By expanding the electorate and reducing the number of those elected, the new federal system not only would tend to elevate into national office those who were most cosmopolitan and socially established but would as well tend to exclude from federal positions those localist parvenus who dominated the state legislatures. If the people of a state, New York, for example, had to select only ten men to the federal Congress in contrast to the sixty-six they elected to their state assembly, they were more apt in the case of a few national representatives to ignore obscure ordinary men with local reputations and elect only those who were well bred, well educated, and well known. Election by the people in large districts would inhibit those “vicious arts” of electioneering and would therefore, as Madison’s closest ally in the Philadelphia Convention, James Wilson, said, “be most likely to obtain men of intelligence and uprightness.” This is why Wilson and Madison in the Convention always favored the direct election of the president by all the people—not because they were fervent democrats but because such an expanded electorate was more apt to result in the kind of enlightened cosmopolitan ruler they wanted.

There were lots of what we might call social “code words” flying about in The Federalist, but those who were presumably to be excluded from office by the new Constitution knew full well what the Federalists were up to. As one Massachusetts Antifederalist bitterly complained in 1788: “Those lawyers and men of learning, and moneyed men, that talk so finely, and gloss over matters so smoothly, to make us poor illiterate people swallow down the pill, expect to get into Congress themselves…and get all the power…in their own hands, and then they will swallow up all of us little folks.” Such egalitarian resentment was frustrated by the Constitution, but its day of release was coming. This social resentment was the other side of Madison’s virtuous order of distinguished men—a side that Wills never even suggests existed.

This split between cosmopolitans and localists lay at the heart of politics in the 1780s, and it has continued to do so through much of our history. And others besides the Federalists have tried to exploit it. The Progressive period, for example, was marked by the reforming efforts of cosmopolitan types, often liberal, college-educated professionals and businessmen, to wrest government from the hands of “corrupt” and “undesirable” localist elements. The Progressive reformers often did this by shifting the levels of governmental decision-making from wards, towns, and counties to the states and the nation. Commissions of educated “experts” at the state and federal level supplanted parochial politicians who presumably could not see beyond their own neighborhoods. Changing the level of decision-making in this way continues to have social implications. Although we Americans do not much like to talk about these social implications, much of our present politics still swirls around this cosmopolitan-localist dichotomy.
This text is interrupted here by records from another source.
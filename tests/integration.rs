use chrono::{Duration, NaiveDate};
use std::{
    env, fs,
    path::{Path, PathBuf},
    process::{Command, Output},
};

fn run_bin(args: &[&str]) -> Output {
    let bin = PathBuf::from(env!("CARGO_BIN_EXE_tempscope"));

    Command::new(bin)
        .args(args)
        .output()
        .expect("failed to execute command")
}

fn assert_success(args: &[&str]) {
    let output = run_bin(args);

    let stdout_str =
        std::str::from_utf8(&output.stdout).expect("failed to convert stdout to string");
    let stderr_str =
        std::str::from_utf8(&output.stderr).expect("failed to convert stderr to string");

    assert!(
        output.status.success(),
        "failed to run binary with {args:?}\nstdout:\n{stdout_str}\nstderr:\n{stderr_str}\n"
    );
}

fn write_data(test_dir: &Path) {
    let config_contents = String::new()
        + "[analysis]\n"
        + "window = 14\n"
        + "\n"
        + "[classify]\n"
        + "normal_tolerance = 8.0\n";
    fs::write(test_dir.join("config.toml"), config_contents).expect("failed to write config file");

    let start = NaiveDate::from_ymd_opt(2021, 1, 1).expect("valid date");
    let seasons = ["winter", "spring", "summer", "autumn"];
    let mut csv = String::from("city,timestamp,temperature,season\n");
    for (city, base) in [("Berlin", 10.0), ("New York", 13.0)] {
        for i_day in 0..730 {
            let date = start + Duration::days(i_day as i64);
            let season = seasons[(i_day / 91) % 4];
            let temp = base + 10.0 * ((i_day as f64) / 365.0 * std::f64::consts::TAU).sin()
                + if i_day % 97 == 0 { 25.0 } else { 0.0 };
            csv += &format!("{city},{date},{temp:.2},{season}\n");
        }
    }
    csv += "Berlin,not-a-date,0.0,winter\n";
    fs::write(test_dir.join("temperatures.csv"), csv).expect("failed to write data file");
}

#[test]
fn basic_workflow() {
    let test_dir = PathBuf::from(env!("CARGO_TARGET_TMPDIR")).join("basic_workflow");

    fs::remove_dir_all(&test_dir).ok();
    fs::create_dir(&test_dir).expect("failed to create test directory");
    write_data(&test_dir);

    let test_dir_str = test_dir
        .to_str()
        .expect("failed to convert test directory to string");

    assert_success(&["--data-dir", test_dir_str, "analyze", "--city", "Berlin"]);
    assert!(test_dir.join("report-Berlin.msgpack").is_file());
    assert!(!test_dir.join("report-New_York.msgpack").exists());

    assert_success(&["--data-dir", test_dir_str, "analyze"]);
    assert!(test_dir.join("report-Berlin.msgpack").is_file());
    assert!(test_dir.join("report-New_York.msgpack").is_file());

    assert_success(&[
        "--data-dir",
        test_dir_str,
        "classify",
        "--city",
        "Berlin",
        "--temp",
        "-3.5",
        "--day",
        "100",
    ]);
    assert_success(&["--data-dir", test_dir_str, "classify", "--city", "New York", "--temp", "20"]);

    assert_success(&["--data-dir", test_dir_str, "clean"]);
    assert!(!test_dir.join("report-Berlin.msgpack").exists());
    assert!(!test_dir.join("report-New_York.msgpack").exists());

    fs::remove_dir_all(&test_dir).ok();
}

#[test]
fn invalid_requests_fail() {
    let test_dir = PathBuf::from(env!("CARGO_TARGET_TMPDIR")).join("invalid_requests_fail");

    fs::remove_dir_all(&test_dir).ok();
    fs::create_dir(&test_dir).expect("failed to create test directory");

    let test_dir_str = test_dir
        .to_str()
        .expect("failed to convert test directory to string");

    // No data files yet.
    assert!(!run_bin(&["--data-dir", test_dir_str, "analyze"]).status.success());

    write_data(&test_dir);
    let output = run_bin(&["--data-dir", test_dir_str, "analyze", "--city", "Lima"]);
    assert!(!output.status.success());

    let output = run_bin(&[
        "--data-dir",
        test_dir_str,
        "classify",
        "--city",
        "Berlin",
        "--temp",
        "5",
        "--day",
        "400",
    ]);
    assert!(!output.status.success());

    fs::write(test_dir.join("config.toml"), "[analysis]\nwindow = 0\n")
        .expect("failed to write config file");
    assert!(!run_bin(&["--data-dir", test_dir_str, "analyze"]).status.success());

    fs::remove_dir_all(&test_dir).ok();
}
In 1913 Charles Beard published his An Economic Interpretation of the Constitution, surely the most provocative work of history ever written in America. Since then, Beard has been proved wrong on almost every count: in his simple-minded conception of motivation, in the crudity of his class division, in his use of evidence. But Beard was right in trying to strip the creation of the Constitution of its mythical and heroic character in order to make it a humanly comprehensible matter of earthly political conflict and social interests. Wills would have us forget this Beardian legacy and return to an image of high-minded demigods trying to work a miracle. Wills quite rightly stresses the immense distance of that eighteenth-century world from out own, but we make a serious mistake and unnecessarily denigrate ourselves if we think of the Founding Fathers as heroes, as something other than men like ourselves with interests and social positions to promote.